Please report, as a single number with no other text, how many lines of the listing contain "three".
--- START ---
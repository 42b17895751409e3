//! The compiled pipeline and its sequential executor.

use crate::errors::RagflowError;
use crate::stages::QaStage;
use crate::state::QaState;
use chrono::{DateTime, Utc};
use std::sync::Arc;
use std::time::Instant;
use tracing::{debug, info, info_span, Instrument as _};
use uuid::Uuid;

/// Identity of a single pipeline run, for tracing.
#[derive(Debug, Clone)]
pub struct RunIdentity {
    /// Unique run id.
    pub run_id: Uuid,
    /// When the run started.
    pub started_at: DateTime<Utc>,
}

impl RunIdentity {
    /// Creates a fresh run identity.
    #[must_use]
    pub fn new() -> Self {
        Self {
            run_id: Uuid::new_v4(),
            started_at: Utc::now(),
        }
    }
}

impl Default for RunIdentity {
    fn default() -> Self {
        Self::new()
    }
}

/// A compiled linear pipeline.
///
/// The compiled pipeline is immutable, stateless configuration: it holds no
/// per-request data, so one instance may be built at process start and
/// shared read-only across concurrent runs, or rebuilt per call at
/// negligible cost. Each run owns its [`QaState`] exclusively.
#[derive(Debug, Clone)]
pub struct QaPipeline {
    name: String,
    stages: Vec<Arc<dyn QaStage>>,
}

impl QaPipeline {
    pub(crate) fn new(name: String, stages: Vec<Arc<dyn QaStage>>) -> Self {
        Self { name, stages }
    }

    /// Returns the pipeline name.
    #[must_use]
    pub fn name(&self) -> &str {
        &self.name
    }

    /// Returns the number of stages.
    #[must_use]
    pub fn stage_count(&self) -> usize {
        self.stages.len()
    }

    /// Returns stage names in execution order.
    #[must_use]
    pub fn stage_names(&self) -> Vec<&str> {
        self.stages.iter().map(|s| s.name()).collect()
    }

    /// Runs the pipeline end-to-end for one question.
    ///
    /// Creates a fresh state with only the question set, executes the stages
    /// strictly in order (each completes fully, including all nested
    /// agent/tool round-trips, before the next begins), and returns the
    /// final state.
    ///
    /// # Errors
    ///
    /// Returns [`RagflowError::StageExecution`] if a stage's external call
    /// fails, or [`RagflowError::StateConflict`] if a stage update would
    /// overwrite a field another stage owns. A failed run produces no
    /// partial result.
    pub async fn run(&self, question: impl Into<String>) -> Result<QaState, RagflowError> {
        let run = RunIdentity::new();
        let span = info_span!("qa_run", pipeline = %self.name, run_id = %run.run_id);

        async move {
            let start = Instant::now();
            let mut state = QaState::new(question);

            for stage in &self.stages {
                debug!(stage = stage.name(), "stage started");
                let stage_start = Instant::now();

                let update =
                    stage
                        .run(&state)
                        .await
                        .map_err(|source| RagflowError::StageExecution {
                            stage: stage.name().to_string(),
                            source,
                        })?;

                state.apply(stage.name(), update)?;

                debug!(
                    stage = stage.name(),
                    duration_ms = stage_start.elapsed().as_secs_f64() * 1000.0,
                    "stage completed"
                );
            }

            info!(
                duration_ms = start.elapsed().as_secs_f64() * 1000.0,
                "pipeline completed"
            );
            Ok(state)
        }
        .instrument(span)
        .await
    }
}
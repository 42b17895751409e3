//! Verification stage: validates the draft strictly against the context.

use super::QaStage;
use crate::agent::{last_assistant_text, Message, ToolAgent};
use crate::errors::StageError;
use crate::prompts::VERIFICATION_SYSTEM_PROMPT;
use crate::state::{QaState, StateUpdate};
use async_trait::async_trait;
use std::sync::Arc;

/// The terminal stage: produces the final `answer`.
///
/// The agent runs with no tools and is instructed to verify the draft
/// strictly against the supplied context. An empty extraction yields an
/// empty-string answer; the run is degraded but successful.
#[derive(Debug)]
pub struct VerificationStage {
    agent: Arc<dyn ToolAgent>,
}

impl VerificationStage {
    /// Creates the stage over the given agent.
    #[must_use]
    pub fn new(agent: Arc<dyn ToolAgent>) -> Self {
        Self { agent }
    }
}

#[async_trait]
impl QaStage for VerificationStage {
    fn name(&self) -> &str {
        "verification"
    }

    async fn run(&self, state: &QaState) -> Result<StateUpdate, StageError> {
        let content = format!(
            "Question:\n{}\n\nContext:\n{}\n\nDraft Answer:\n{}\n\n\
             Verify the answer strictly against the context.",
            state.question(),
            state.context_or_default(),
            state.draft_or_default(),
        );

        let turns = self
            .agent
            .invoke(VERIFICATION_SYSTEM_PROMPT, &[], vec![Message::user(content)])
            .await?;

        Ok(StateUpdate::answer(last_assistant_text(&turns)))
    }
}

#[cfg(test)]
mod tests {
    use super::*;
    use crate::agent::Turn;
    use crate::testing::ScriptedAgent;
    use pretty_assertions::assert_eq;

    #[tokio::test]
    async fn test_message_carries_question_context_and_draft() {
        let agent = Arc::new(ScriptedAgent::new());
        agent.push_script(vec![Turn::assistant("verified answer")]);
        let stage = VerificationStage::new(agent.clone());

        let mut state = QaState::new("what is X?");
        state
            .apply("retrieval", StateUpdate::retrieval("X is Y.", vec![], ""))
            .unwrap();
        state
            .apply("summarization", StateUpdate::draft("X is probably Y."))
            .unwrap();

        let update = stage.run(&state).await.unwrap();
        assert_eq!(update.answer.as_deref(), Some("verified answer"));

        let recorded = agent.invocations();
        let content = &recorded[0].messages[0].content;
        assert!(content.contains("Question:\nwhat is X?"));
        assert!(content.contains("Context:\nX is Y."));
        assert!(content.contains("Draft Answer:\nX is probably Y."));
        assert!(content.contains("Verify the answer strictly against the context."));
    }

    #[tokio::test]
    async fn test_no_text_turn_yields_empty_answer() {
        let agent = ScriptedAgent::new();
        agent.push_script(vec![]);
        let stage = VerificationStage::new(Arc::new(agent));

        let update = stage.run(&QaState::new("q")).await.unwrap();
        assert_eq!(update.answer.as_deref(), Some(""));
    }
}
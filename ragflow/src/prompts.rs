//! System prompts for the three pipeline agents.

/// System prompt for the retrieval agent.
pub const RETRIEVAL_SYSTEM_PROMPT: &str = "\
You are a retrieval agent for a document question-answering system. \
Use the search_documents tool to gather passages relevant to the user's \
question. Issue one or more searches, rephrasing the question if a search \
returns nothing useful. Do not answer the question yourself; when you have \
gathered enough context, reply with a short note that retrieval is complete.";

/// System prompt for the summarization agent.
pub const SUMMARIZATION_SYSTEM_PROMPT: &str = "\
You are a summarization agent. Write a draft answer to the user's question \
using only the supplied context. If the context does not contain the answer, \
say so plainly instead of guessing.";

/// System prompt for the verification agent.
pub const VERIFICATION_SYSTEM_PROMPT: &str = "\
You are a verification agent. Check the draft answer strictly against the \
supplied context: remove or correct any claim the context does not support, \
then return the corrected final answer. Do not introduce new claims.";
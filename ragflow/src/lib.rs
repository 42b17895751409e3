//! # Ragflow
//!
//! A multi-agent retrieval-augmented question-answering pipeline.
//!
//! Ragflow answers natural-language questions against a document corpus with
//! three cooperating language-model agents over a vector index:
//!
//! - **Retrieval**: a tool-enabled agent searches the index one or more
//!   times, and the stage extracts structured provenance (verbatim passage
//!   blocks, per-call query traces) from the transcript
//! - **Summarization**: a tool-less agent drafts an answer from the question
//!   and the retrieved context
//! - **Verification**: a tool-less agent validates the draft strictly
//!   against the context and produces the final answer
//!
//! The stages run strictly in order over a shared state record with
//! single-writer field discipline: each field is written by exactly one
//! stage, and overwrites are rejected at runtime.
//!
//! ## Quick Start
//!
//! ```rust,ignore
//! use ragflow::prelude::*;
//! use std::sync::Arc;
//!
//! let settings = Settings::from_env()?;
//! let agent = Arc::new(OpenAiAgent::from_settings(&settings)?);
//! let index = Arc::new(RemoteIndex::from_settings(&settings)?);
//!
//! let engine = QaEngine::new(agent, index, &settings)?;
//! let report = engine.run_qa_flow("What is a vector database?").await?;
//! println!("{}", report.answer);
//! ```

#![forbid(unsafe_code)]
#![warn(
    clippy::all,
    clippy::pedantic,
    missing_docs,
    rust_2018_idioms
)]
#![allow(
    clippy::module_name_repetitions,
    clippy::must_use_candidate,
    clippy::missing_errors_doc,
    clippy::missing_panics_doc
)]

pub mod agent;
pub mod config;
pub mod errors;
pub mod flow;
pub mod pipeline;
pub mod prompts;
pub mod search;
pub mod stages;
pub mod state;
pub mod telemetry;
pub mod testing;

/// Prelude module for convenient imports
pub mod prelude {
    pub use crate::agent::{
        last_assistant_text, Message, Role, Tool, ToolAgent, ToolCall, ToolHandler, ToolSpec,
        Turn,
    };
    pub use crate::config::Settings;
    pub use crate::errors::{
        AgentError, ConfigurationError, PipelineValidationError, RagflowError, SearchError,
        StageError, StateConflictError,
    };
    pub use crate::flow::QaEngine;
    pub use crate::pipeline::{PipelineBuilder, QaPipeline, RunIdentity};
    pub use crate::search::{Passage, SearchTool, SimilarityIndex};
    pub use crate::stages::{
        QaStage, RetrievalStage, SummarizationStage, VerificationStage, UNKNOWN_QUERY,
    };
    pub use crate::state::{QaReport, QaState, StateUpdate};

    #[cfg(feature = "remote")]
    pub use crate::agent::OpenAiAgent;
    #[cfg(feature = "remote")]
    pub use crate::search::RemoteIndex;
}
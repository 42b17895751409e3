//! OpenAI-compatible chat-completions agent backend.
//!
//! Implements [`ToolAgent`] over the `/chat/completions` endpoint with an
//! internal tool-execution loop: while the model keeps requesting tool
//! calls, the handlers are executed and their results fed back, up to a
//! configured round limit.

use super::{Message, Role, Tool, ToolAgent, ToolCall, Turn};
use crate::config::Settings;
use crate::errors::AgentError;
use async_trait::async_trait;
use serde::{Deserialize, Serialize};
use tracing::debug;

const DEFAULT_BASE_URL: &str = "https://api.openai.com/v1";

/// A [`ToolAgent`] backed by an OpenAI-compatible chat API.
#[derive(Debug, Clone)]
pub struct OpenAiAgent {
    client: reqwest::Client,
    api_key: String,
    model: String,
    base_url: String,
    max_tool_rounds: usize,
}

impl OpenAiAgent {
    /// Creates an agent from application settings.
    ///
    /// # Errors
    ///
    /// Returns [`AgentError::Transport`] if the HTTP client cannot be built.
    pub fn from_settings(settings: &Settings) -> Result<Self, AgentError> {
        let client = reqwest::Client::builder()
            .timeout(settings.request_timeout())
            .build()
            .map_err(|e| AgentError::Transport(e.to_string()))?;

        Ok(Self {
            client,
            api_key: settings.openai_api_key.clone(),
            model: settings.openai_model_name.clone(),
            base_url: DEFAULT_BASE_URL.to_string(),
            max_tool_rounds: settings.max_tool_rounds,
        })
    }

    /// Overrides the API base URL (for gateways and compatible backends).
    #[must_use]
    pub fn with_base_url(mut self, base_url: impl Into<String>) -> Self {
        self.base_url = base_url.into();
        self
    }

    async fn complete(&self, request: &ChatRequest<'_>) -> Result<ChatMessage, AgentError> {
        let response = self
            .client
            .post(format!("{}/chat/completions", self.base_url))
            .bearer_auth(&self.api_key)
            .json(request)
            .send()
            .await
            .map_err(|e| AgentError::Transport(e.to_string()))?;

        let status = response.status();
        if !status.is_success() {
            let body = response.text().await.unwrap_or_default();
            return Err(AgentError::Api {
                status: status.as_u16(),
                body,
            });
        }

        let parsed: ChatResponse = response
            .json()
            .await
            .map_err(|e| AgentError::Transport(e.to_string()))?;

        parsed
            .choices
            .into_iter()
            .next()
            .map(|choice| choice.message)
            .ok_or_else(|| AgentError::Transport("response contained no choices".to_string()))
    }
}

#[async_trait]
impl ToolAgent for OpenAiAgent {
    async fn invoke(
        &self,
        system_prompt: &str,
        tools: &[Tool],
        messages: Vec<Message>,
    ) -> Result<Vec<Turn>, AgentError> {
        let mut wire: Vec<WireMessage> = Vec::with_capacity(messages.len() + 1);
        wire.push(WireMessage::text("system", system_prompt));
        for message in &messages {
            wire.push(WireMessage::text(role_name(message.role), &message.content));
        }

        let wire_tools: Option<Vec<WireTool<'_>>> = if tools.is_empty() {
            None
        } else {
            Some(tools.iter().map(WireTool::from_tool).collect())
        };

        let mut turns: Vec<Turn> = Vec::new();

        for round in 0..self.max_tool_rounds {
            let request = ChatRequest {
                model: &self.model,
                messages: &wire,
                tools: wire_tools.as_deref(),
            };

            let reply = self.complete(&request).await?;
            let content = reply.content.unwrap_or_default();
            let wire_calls = reply.tool_calls.unwrap_or_default();

            debug!(
                round,
                tool_calls = wire_calls.len(),
                "chat completion round finished"
            );

            let tool_calls: Vec<ToolCall> = wire_calls
                .iter()
                .map(|call| ToolCall {
                    id: Some(call.id.clone()),
                    name: call.function.name.clone(),
                    arguments: serde_json::from_str(&call.function.arguments)
                        .unwrap_or(serde_json::Value::Null),
                })
                .collect();

            turns.push(Turn::Assistant {
                content: content.clone(),
                tool_calls: tool_calls.clone(),
            });
            wire.push(WireMessage {
                role: "assistant".to_string(),
                content: Some(content),
                tool_calls: if wire_calls.is_empty() {
                    None
                } else {
                    Some(wire_calls)
                },
                tool_call_id: None,
            });

            if tool_calls.is_empty() {
                return Ok(turns);
            }

            for call in &tool_calls {
                let tool = tools
                    .iter()
                    .find(|t| t.spec.name == call.name)
                    .ok_or_else(|| AgentError::Tool {
                        name: call.name.clone(),
                        reason: "unknown tool".to_string(),
                    })?;

                let output = tool
                    .handler
                    .call(call.arguments.clone())
                    .await
                    .map_err(|e| AgentError::Tool {
                        name: call.name.clone(),
                        reason: e.to_string(),
                    })?;

                turns.push(Turn::ToolResult {
                    call_id: call.id.clone(),
                    content: output.clone(),
                });
                wire.push(WireMessage {
                    role: "tool".to_string(),
                    content: Some(output),
                    tool_calls: None,
                    tool_call_id: call.id.clone(),
                });
            }
        }

        Err(AgentError::RoundLimit {
            limit: self.max_tool_rounds,
        })
    }
}

fn role_name(role: Role) -> &'static str {
    match role {
        Role::System => "system",
        Role::User => "user",
        Role::Assistant => "assistant",
        Role::Tool => "tool",
    }
}

#[derive(Debug, Serialize)]
struct ChatRequest<'a> {
    model: &'a str,
    messages: &'a [WireMessage],
    #[serde(skip_serializing_if = "Option::is_none")]
    tools: Option<&'a [WireTool<'a>]>,
}

#[derive(Debug, Clone, Serialize)]
struct WireMessage {
    role: String,
    #[serde(skip_serializing_if = "Option::is_none")]
    content: Option<String>,
    #[serde(skip_serializing_if = "Option::is_none")]
    tool_calls: Option<Vec<WireToolCall>>,
    #[serde(skip_serializing_if = "Option::is_none")]
    tool_call_id: Option<String>,
}

impl WireMessage {
    fn text(role: &str, content: &str) -> Self {
        Self {
            role: role.to_string(),
            content: Some(content.to_string()),
            tool_calls: None,
            tool_call_id: None,
        }
    }
}

#[derive(Debug, Serialize)]
struct WireTool<'a> {
    #[serde(rename = "type")]
    kind: &'static str,
    function: WireFunction<'a>,
}

impl<'a> WireTool<'a> {
    fn from_tool(tool: &'a Tool) -> Self {
        Self {
            kind: "function",
            function: WireFunction {
                name: &tool.spec.name,
                description: &tool.spec.description,
                parameters: &tool.spec.parameters,
            },
        }
    }
}

#[derive(Debug, Serialize)]
struct WireFunction<'a> {
    name: &'a str,
    description: &'a str,
    parameters: &'a serde_json::Value,
}

#[derive(Debug, Clone, Serialize, Deserialize)]
struct WireToolCall {
    id: String,
    #[serde(rename = "type")]
    kind: String,
    function: WireFunctionCall,
}

#[derive(Debug, Clone, Serialize, Deserialize)]
struct WireFunctionCall {
    name: String,
    // The wire format carries arguments as a JSON-encoded string.
    arguments: String,
}

#[derive(Debug, Deserialize)]
struct ChatResponse {
    choices: Vec<ChatChoice>,
}

#[derive(Debug, Deserialize)]
struct ChatChoice {
    message: ChatMessage,
}

#[derive(Debug, Deserialize)]
struct ChatMessage {
    content: Option<String>,
    #[serde(default)]
    tool_calls: Option<Vec<WireToolCall>>,
}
--- END ---
Solved problem
2